Mice carrying the ob/ob mutation, an inactivating mutation in the leptin gene, develop hyperglycemia, hypercholesterolemia, elevated triglycerides, insulin resistance, and subsequently diabetes mellitus type 2, depending on the genetic background (9, 10). In contrast to other background strains, BTBR.Cg-Lep<ob>/WiscJ (BTBR ob/ob) mice have been recently described as an excellent animal model for diabetic nephropathy (18, 24). BTBR ob/ob mice develop progressive proteinuria and a renal histomorphological picture that is quite similar to that seen in human patients with advanced diabetic nephropathy (18). In contrast to the majority of patients with diabetic nephropathy, BTBR ob/ob mice do not develop hypertension but are rather slightly hypotensive (18). Therefore, besides investigation of usual diabetic BTBR ob/ob mice, we tried to further aggravate this diabetic nephropathy model by the induction of hypertension via chronic ANG II infusion in these mice.

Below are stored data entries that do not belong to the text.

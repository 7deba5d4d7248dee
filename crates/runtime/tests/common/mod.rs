//! Scripted decision policies shared by the integration tests.
#![allow(dead_code)]

use std::time::Duration;

use async_trait::async_trait;
use game_core::{Action, Observation};
use runtime::{AgentContext, Decision, DecisionError, DecisionPolicy};

type Script = Box<dyn FnMut(&Observation, &[Action]) -> Option<Action> + Send>;

/// Policy driven by a closure over the observation and the legal templates.
pub struct Scripted {
    script: Script,
}

impl Scripted {
    pub fn new(
        script: impl FnMut(&Observation, &[Action]) -> Option<Action> + Send + 'static,
    ) -> Self {
        Self {
            script: Box::new(script),
        }
    }
}

#[async_trait]
impl DecisionPolicy for Scripted {
    async fn decide(
        &mut self,
        _ctx: &AgentContext,
        observation: &Observation,
        legal: &[Action],
    ) -> Result<Decision, DecisionError> {
        (self.script)(observation, legal)
            .map(Decision::new)
            .ok_or(DecisionError::NoLegalAction)
    }

    fn kind(&self) -> &'static str {
        "scripted"
    }
}

/// Never answers within any reasonable timeout.
pub struct Sleepy;

#[async_trait]
impl DecisionPolicy for Sleepy {
    async fn decide(
        &mut self,
        _ctx: &AgentContext,
        _observation: &Observation,
        _legal: &[Action],
    ) -> Result<Decision, DecisionError> {
        tokio::time::sleep(Duration::from_secs(3600)).await;
        Err(DecisionError::NoLegalAction)
    }

    fn kind(&self) -> &'static str {
        "sleepy"
    }
}

/// Speaks in meetings, skips votes, and otherwise wanders without killing or
/// calling meetings.
pub fn harmless(observation: &Observation, legal: &[Action]) -> Option<Action> {
    legal
        .iter()
        .find(|action| {
            !matches!(
                action,
                Action::Kill { .. } | Action::CallMeeting { .. } | Action::Vote { target: Some(_) }
            )
        })
        .map(|action| fill_speech(observation, action))
}

/// Works on tasks, walking the shortest path to the next unfinished one.
pub fn diligent(observation: &Observation, legal: &[Action]) -> Option<Action> {
    if let Some(work) = legal
        .iter()
        .find(|action| matches!(action, Action::CompleteTask { .. }))
    {
        return Some(work.clone());
    }

    let next_room = observation
        .tasks
        .iter()
        .filter(|task| task.steps_left > 0)
        .find_map(|task| task.path.get(1));
    if let Some(next_room) = next_room
        && let Some(step) = legal
            .iter()
            .find(|action| matches!(action, Action::MoveTo { to, .. } if to == next_room))
    {
        return Some(step.clone());
    }

    harmless(observation, legal)
}

pub fn fill_speech(observation: &Observation, action: &Action) -> Action {
    match action {
        Action::Speak { location, .. } => Action::Speak {
            location: location.clone(),
            message: format!("{} has nothing to report.", observation.name),
        },
        other => other.clone(),
    }
}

To elucidate whether SGLT2 inhibition with empagliflozin (BI-10773, Boehringer Ingelheim) has beneficial effects on the development and progression of diabetic nephropathy in type 2 diabetes, we investigated the effects of empagliflozin compared with placebo in diabetic BTBR ob/ob mice without or with ANG II-mediated hypertension.
MATERIALS AND METHODS
Eight-week-old female BTBR ob/ob (18, 24) mice and sex- and age-matched wild-type (WT) control mice were used in the experiments. Animals of both genotypes were littermates from heterozygous parents. Genotypes were verified with PCR using the following primers: LEPWT, forward 5′-AATGACCTGGAGAATCTCC-3′; LEPOB, reverse 5′-GCAGATGGAGGAGGTCTCA-3′; and RFLP, forward 5′-TGAGTTTGTCCAAGATGGACC-3′ and reverse 5′-GCCATCCAGGCTCTCTGG-3′ (13). Animals were housed at constant humidity (60 ± 5%) and temperature (24 ± 1°C) and with a 12:12-h light-dark cycle (6 AM to 6 PM light). Mice had access to water ad libitum.

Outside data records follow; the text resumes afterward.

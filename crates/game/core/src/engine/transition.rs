//! Action transition dispatch and execution logic.

use crate::action::{
    Action, ActionError, ActionTransition, CallMeetingAction, KillAction, MoveAction, Passage,
    SpeakAction, TaskAction, VoteAction,
};
use crate::env::GameEnv;
use crate::state::{GameState, PlayerId};

use super::errors::{ExecuteError, TransitionPhase, TransitionPhaseError};

/// Executes a transition through the three-phase pipeline.
///
/// Phases:
/// 1. `pre_validate` - Check preconditions before mutation
/// 2. `apply` - Mutate the game state
/// 3. `post_validate` - Verify postconditions after mutation
#[inline]
fn drive_transition<T>(
    transition: &T,
    state: &mut GameState,
    env: &GameEnv<'_>,
) -> Result<(), TransitionPhaseError<T::Error>>
where
    T: ActionTransition,
{
    transition
        .pre_validate(state, env)
        .map_err(|error| TransitionPhaseError::new(TransitionPhase::PreValidate, error))?;

    transition
        .apply(state, env)
        .map_err(|error| TransitionPhaseError::new(TransitionPhase::Apply, error))?;

    transition
        .post_validate(state, env)
        .map_err(|error| TransitionPhaseError::new(TransitionPhase::PostValidate, error))?;

    Ok(())
}

/// Pairs `action` with its actor and routes it to the matching transition.
pub(super) fn execute_transition(
    actor: PlayerId,
    action: &Action,
    state: &mut GameState,
    env: &GameEnv<'_>,
) -> Result<(), ExecuteError> {
    let result: Result<(), TransitionPhaseError<ActionError>> = match action {
        Action::MoveTo { from, to } => drive_transition(
            &MoveAction::new(actor, from.clone(), to.clone(), Passage::Corridor),
            state,
            env,
        ),
        Action::Vent { from, to } => drive_transition(
            &MoveAction::new(actor, from.clone(), to.clone(), Passage::Vent),
            state,
            env,
        ),
        Action::Speak { location, message } => drive_transition(
            &SpeakAction::new(actor, location.clone(), message.clone()),
            state,
            env,
        ),
        Action::Kill { target } => drive_transition(&KillAction::new(actor, *target), state, env),
        Action::CallMeeting { location, report } => drive_transition(
            &CallMeetingAction::new(actor, location.clone(), *report),
            state,
            env,
        ),
        Action::Vote { target } => drive_transition(&VoteAction::new(actor, *target), state, env),
        Action::CompleteTask { task } => {
            drive_transition(&TaskAction::new(actor, *task), state, env)
        }
    };
    result.map_err(ExecuteError::Transition)
}
//! Agent-side configuration: which policy plays which role.

use std::time::Duration;

use game_core::Role;

/// Decision policy family.
#[derive(Clone, Copy, Debug, PartialEq, Eq, strum::Display, strum::EnumString)]
#[strum(serialize_all = "snake_case", ascii_case_insensitive)]
pub enum PolicyKind {
    Random,
    Llm,
}

/// Named policy line-ups, e.g. `crewmate_llm`.
#[derive(Clone, Copy, Debug, PartialEq, Eq, strum::Display, strum::EnumString)]
#[strum(serialize_all = "snake_case", ascii_case_insensitive)]
pub enum AgentPreset {
    AllRandom,
    AllLlm,
    CrewmateLlm,
    ImpostorLlm,
}

#[derive(Clone, Debug, PartialEq, Eq)]
pub struct AgentConfig {
    pub crewmate: PolicyKind,
    pub impostor: PolicyKind,
    pub decision_timeout: Duration,
    /// Model name passed to the completion client.
    pub model: String,
    /// Personality tags in roster order (cycled); overrides the game config's
    /// list when non-empty.
    pub personalities: Vec<String>,
}

impl AgentConfig {
    pub const DEFAULT_DECISION_TIMEOUT: Duration = Duration::from_secs(60);
    pub const DEFAULT_MODEL: &'static str = "meta-llama/llama-3.3-70b-instruct";

    pub fn new(crewmate: PolicyKind, impostor: PolicyKind) -> Self {
        Self {
            crewmate,
            impostor,
            decision_timeout: Self::DEFAULT_DECISION_TIMEOUT,
            model: Self::DEFAULT_MODEL.to_string(),
            personalities: Vec::new(),
        }
    }

    pub fn all_random() -> Self {
        Self::new(PolicyKind::Random, PolicyKind::Random)
    }

    pub fn all_llm() -> Self {
        Self::new(PolicyKind::Llm, PolicyKind::Llm)
    }

    /// LLM crewmates against random impostors.
    pub fn crewmate_llm() -> Self {
        Self::new(PolicyKind::Llm, PolicyKind::Random)
    }

    /// LLM impostors against random crewmates.
    pub fn impostor_llm() -> Self {
        Self::new(PolicyKind::Random, PolicyKind::Llm)
    }

    pub fn from_preset(preset: AgentPreset) -> Self {
        match preset {
            AgentPreset::AllRandom => Self::all_random(),
            AgentPreset::AllLlm => Self::all_llm(),
            AgentPreset::CrewmateLlm => Self::crewmate_llm(),
            AgentPreset::ImpostorLlm => Self::impostor_llm(),
        }
    }

    /// Looks up a preset by name, see [`AgentPreset`].
    pub fn preset(name: &str) -> Option<Self> {
        name.parse().ok().map(Self::from_preset)
    }

    pub fn with_decision_timeout(mut self, timeout: Duration) -> Self {
        self.decision_timeout = timeout;
        self
    }

    pub fn with_model(mut self, model: impl Into<String>) -> Self {
        self.model = model.into();
        self
    }

    pub fn policy_for(&self, role: Role) -> PolicyKind {
        match role {
            Role::Crewmate => self.crewmate,
            Role::Impostor => self.impostor,
        }
    }

    pub fn needs_completion_client(&self) -> bool {
        self.crewmate == PolicyKind::Llm || self.impostor == PolicyKind::Llm
    }
}

impl Default for AgentConfig {
    fn default() -> Self {
        Self::all_random()
    }
}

All animal experiments were performed in accordance with the National Institutes of Health (NIH) Guide for the Care and Use of Laboratory Animals (NIH Pub. No. 85-23, Revised 1996) and the Federal Law on the Use of Experimental Animals in Germany and were approved by the local authorities.
A group BTBR ob/ob mice (n = 12) received a diet containing 300 ppm empagliflozin (kindly provided by Boehringer Ingelheim) for 12 wk. A second group of BTBR ob/ob mice (n = 12) received equicaloric placebo chow for 12 wk. WT mice (n = 11) received a placebo diet for 12 wk and served as baseline controls. Blood glucose levels were measured before and on weeks 3, 6, and 12 after the start of treatment with an Accu Check Aviva glucose meter (Roche Diagnostics, Mannheim, Germany).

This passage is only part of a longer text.